Feature Preprocessing on Kaggle

剛入手data science, 想著自己玩一玩kaggle,玩了新手Titanic和House Price的 項目, 覺得基本的baseline還是可以寫出來,但是具體到一些細節,以至于到能拿到的出手的成績還是需要理論分析的。

本文旨在介紹kaggle比賽到各種原理與技巧,當然一切源自于coursera,由于課程都是英文的,且都比較好理解,這里直接使用英文

  • Reference
    How to Win a Data Science Competition: Learn from Top Kagglers

Features: numeric, categorical, ordinal, datetime, coordinate, text

Numeric features

All models are divided into tree-based model and non-tree-based model.

?

Scaling

For example: if we apply KNN algorithm to the instances below, as we see in the second row, we caculate the distance between the instance and the object. It is obvious that dimension of large scale dominates the distance.

?

Tree-based models doesn’t depend on scaling

Non-tree-based models hugely depend on scaling

How to do

sklearn:

  1. To [0,1]
    sklearn.preprocessing.MinMaxScaler
    X = ( X-X.min( ) )/( X.max()-X.min() )
  2. To mean=0, std=1
    sklearn.preprocessing.StandardScaler
    X = ( X-X.mean( ) )/X.std()

    • if you want to use KNN, we can go one step ahead and recall that the bigger feature is, the more important it will be for KNN. So, we can optimize scaling parameter to boost features which seems to be more important for us and see if this helps

Outliers

The outliers make the model diviate like the red line.

這里寫圖片描述

We can clip features values between teo chosen values of lower bound and upper bound

  • Rank Transformation

If we have outliers, it behaves better than scaling. It will move the outliers closer to other objects

Linear model, KNN, Neural Network will benefit from this mothod.

rank([-100, 0, 1e5]) == [0,1,2]  
rank([1000,1,10]) = [2,0,1]

scipy:

scipy.stats.rankdata

  • Other method

    1. Log transform: np.log(1 + x)
    2. Raising to the power < 1: np.sqrt(x + 2/3)

Feature Generation

Depends on

a. Prior knowledge
b. Exploratory data analysis


Ordinal features

Examples:

  • Ticket class: 1,2,3
  • Driver’s license: A, B, C, D
  • Education: kindergarden, school, undergraduate, bachelor, master, doctoral

Processing

1.Label Encoding
* Alphabetical (sorted)
[S,C,Q] -> [2, 1, 3]

sklearn.preprocessing.LabelEncoder

  • Order of appearance
    [S,C,Q] -> [1, 2, 3]

Pandas.factorize

This method works fine with two ways because tree-methods can split feature, and extract most of the useful values in categories on its own. Non-tree-based-models, on the other side,usually can’t use this feature effectively.

2.Frequency Encoding
[S,C,Q] -> [0.5, 0.3, 0.2]

encoding = titanic.groupby(‘Embarked’).size()  
encoding = encoding/len(titanic)  
titanic[‘enc’] = titanic.Embarked.map(encoding)

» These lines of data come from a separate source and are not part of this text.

//! Shared runtime state between the element shell, the WebSocket worker and
//! the output pacer.
//!
//! Lock order, strictly top-down: `state` then `queue` then `timing`. No
//! path in this crate nests them; each guard is released before the next is
//! taken, which keeps the order trivially satisfied.

use std::sync::Arc;
use std::sync::atomic::{AtomicBool, Ordering};
use std::time::Duration;

use bytes::Bytes;
use parking_lot::{Condvar, Mutex};
use tokio::sync::mpsc;
use tracing::{debug, trace, warn};

use crate::caps::{AudioParams, Caps};
use crate::config::TransceiverConfig;
use crate::pipeline::{Downstream, PipelineClock, StreamEvent};
use crate::queue::ReceiveQueue;

/// Cloneable handle for pushing outbound binary frames into the transport.
///
/// Callers clone the handle out of [`ConnectionState::Connected`] under the
/// state lock and use it after releasing the lock, so transport teardown can
/// never free the send path underneath an in-flight call.
#[derive(Debug, Clone)]
pub struct OutboundHandle {
    tx: mpsc::Sender<Bytes>,
}

impl OutboundHandle {
    pub(crate) fn new(tx: mpsc::Sender<Bytes>) -> Self {
        Self { tx }
    }

    /// Enqueue a binary frame without blocking. Returns false when the frame
    /// was dropped (channel full or transport gone).
    pub(crate) fn try_send(&self, data: Bytes) -> bool {
        match self.tx.try_send(data) {
            Ok(()) => true,
            Err(mpsc::error::TrySendError::Full(_)) => {
                warn!("outbound channel full, dropping frame");
                false
            }
            Err(mpsc::error::TrySendError::Closed(_)) => {
                trace!("outbound channel closed, dropping frame");
                false
            }
        }
    }
}

/// Connection lifecycle as observed by the rest of the element.
#[derive(Debug, Clone, Default)]
pub(crate) enum ConnectionState {
    #[default]
    Disconnected,
    Connecting {
        attempt: u32,
    },
    Connected(OutboundHandle),
    Closing,
    Closed,
}

impl ConnectionState {
    pub(crate) fn handle(&self) -> Option<OutboundHandle> {
        match self {
            ConnectionState::Connected(handle) => Some(handle.clone()),
            _ => None,
        }
    }
}

/// Fields guarded by the state lock.
#[derive(Default)]
pub(crate) struct StateInner {
    pub connection: ConnectionState,
    pub connected: bool,
    pub eos_sent: bool,
    pub caps_ready: bool,
    /// Negotiated audio parameters; pre-negotiation values until `caps_ready`.
    pub params: AudioParams,
    /// Caps mirrored onto the source port.
    pub src_caps: Option<Caps>,
}

/// Pacer timing, guarded by the timing lock.
#[derive(Debug, Default)]
pub(crate) struct TimingState {
    /// Pipeline-clock tick at which pacing started. Cleared by a flush so
    /// the pacer re-anchors on the next frame.
    pub base_timestamp: Option<Duration>,
    /// Cumulative offset since the base.
    pub next_timestamp: Duration,
    /// A segment must precede the next buffer push.
    pub need_segment: bool,
    /// The pacer has emitted stream-start for this activation.
    pub stream_opened: bool,
}

/// State shared across the three workers of an active element.
pub(crate) struct SharedState {
    pub state: Mutex<StateInner>,
    /// Signalled when the transport reaches `Connected`.
    pub connect_cond: Condvar,
    /// Signalled when caps negotiation completes.
    pub caps_cond: Condvar,
    pub queue: ReceiveQueue,
    pub timing: Mutex<TimingState>,
    /// Wakes the pacer out of its deadline wait.
    pub output_cond: Condvar,
    pub downstream: Mutex<Option<Arc<dyn Downstream>>>,
    pub clock: Mutex<Option<Arc<dyn PipelineClock>>>,
    pub ws_running: AtomicBool,
    pub pacer_running: AtomicBool,
    /// The reconnect policy gave up; the connection is permanently gone.
    pub transport_gone: AtomicBool,
}

impl SharedState {
    pub(crate) fn new(config: &TransceiverConfig) -> Self {
        Self {
            state: Mutex::new(StateInner {
                params: AudioParams::from_config(config),
                ..Default::default()
            }),
            connect_cond: Condvar::new(),
            caps_cond: Condvar::new(),
            queue: ReceiveQueue::new(config.max_queue_size),
            timing: Mutex::new(TimingState::default()),
            output_cond: Condvar::new(),
            downstream: Mutex::new(None),
            clock: Mutex::new(None),
            ws_running: AtomicBool::new(false),
            pacer_running: AtomicBool::new(false),
            transport_gone: AtomicBool::new(false),
        }
    }

    pub(crate) fn is_transport_gone(&self) -> bool {
        self.transport_gone.load(Ordering::SeqCst)
    }

    /// Barge-in flush: drop queued audio, reset pacing, tell downstream to
    /// discard in-flight data, and require a fresh segment before the next
    /// buffer. Invoked on a `clear` control message and on every successful
    /// (re)connect, where previously queued audio is stale.
    pub(crate) fn flush_and_resegment(&self) {
        let downstream = self.downstream.lock().clone();

        let drained = self.queue.flush();
        if drained > 0 {
            debug!(drained, "flushed receive queue");
        }

        // Holding the timing lock across the event pair keeps the flush
        // atomic with respect to the pacer's stamp-and-push cycle.
        let mut timing = self.timing.lock();
        timing.base_timestamp = None;
        timing.next_timestamp = Duration::ZERO;
        if timing.stream_opened {
            if let Some(downstream) = &downstream {
                downstream.push_event(StreamEvent::FlushStart);
                downstream.push_event(StreamEvent::FlushStop);
                debug!("flush-start/flush-stop pushed downstream");
            }
        }
        timing.need_segment = true;
        drop(timing);

        self.output_cond.notify_all();
    }

    /// Wake every blocked worker. Used at shutdown after clearing the
    /// running flags.
    pub(crate) fn broadcast_all(&self) {
        self.connect_cond.notify_all();
        self.caps_cond.notify_all();
        self.output_cond.notify_all();
        self.queue.notify_waiters();
    }
}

from scipy.stats import rankdata

For linear model, it is also helpful.
if frequency of category is correlated with target value, linear model will utilize this dependency.

3.One-hot Encoding

pandas.get_dummies

It give all the categories of one feature a new columns and often used for non-tree-based model.
It will slow down tree-based model, so we introduce sparse matric. Most of libaraies can work with these sparse matrices directly. Namely, xgboost, lightGBM

Feature generation

Interactions of categorical features can help linear models and KNN

By concatenating string

這里寫圖片描述


Datetime and Coordinates

Date and time

1.Periodicity
2.Time since

a. Row-independent moment  
For example: since 00:00:00 UTC, 1 January 1970;b. Row-dependent important moment  
Number of days left until next holidays/ time passed after last holiday.

3.Difference betwenn dates

We can add date_diff feature which indicates number of days between these events

Coordicates

1.Interesting places from train/test data or additional data

Generate distance between the instance to a flat or an old building(Everything that is meanful)

2.Aggergates statistics

The price of surrounding building

3.Rotation

Sometime it makes the model more precisely to classify the instances.

這里寫圖片描述


Missing data

Hidden Nan, numeric

When drawing a histgram, we see the following picture:

這里寫圖片描述

It is obivous that -1 is a hidden Nan which is no meaning for this feature.

Fillna approaches

1.-999,-1,etc(outside the feature range)

It is useful in a way that it gives three possibility to take missing value into separate category. The downside of this is that performance of linear networks can suffer.

2.mean,median

Second method usually beneficial for simple linear models and neural networks. But again for trees it can be harder to select object which had missing values in the first place.

3.Reconstruct:

  • Isnull

  • Prediction

這里寫圖片描述
* Replace the missing data with the mean of medain grouped by another feature.
But sometimes it can be screwed up, like:

這里寫圖片描述

The way to handle this is to ignore missing values while calculating means for each category.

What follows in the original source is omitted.